What you will do: Look in the data below for the line that contains "pub fn connect_lazy(database_url: &str)". Copy that line and the remaining lines exactly.

(Stored data)
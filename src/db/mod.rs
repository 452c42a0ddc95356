// src/db/mod.rs

use std::time::Duration;

use anyhow::Context;
use sqlx::{postgres::PgPoolOptions, Pool, Postgres};

use crate::config::AppConfig;

pub async fn connect(config: &AppConfig) -> anyhow::Result<Pool<Postgres>> {
    let pool = PgPoolOptions::new()
        .max_connections(config.db_max_connections)
        .acquire_timeout(Duration::from_secs(8))
        .connect(&config.database_url)
        .await
        .context("failed to connect to Postgres")?;

    tracing::info!(max_connections = config.db_max_connections, "connected to PostgreSQL");
    Ok(pool)
}

/// Pool that only dials the database on first use.
#[cfg(test)]
pub fn connect_lazy(database_url: &str) -> anyhow::Result<Pool<Postgres>> {
    PgPoolOptions::new()
        .max_connections(10)
        .acquire_timeout(Duration::from_secs(8))
        .connect_lazy(database_url)
        .with_context(|| format!("failed to create lazy pool for {database_url}"))
}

The completed task:
pub fn connect_lazy(database_url: &str) -> anyhow::Result<Pool<Postgres>> {
    PgPoolOptions::new()
        .max_connections(10)
        .acquire_timeout(Duration::from_secs(8))
        .connect_lazy(database_url)
        .with_context(|| format!("failed to create lazy pool for {database_url}"))
}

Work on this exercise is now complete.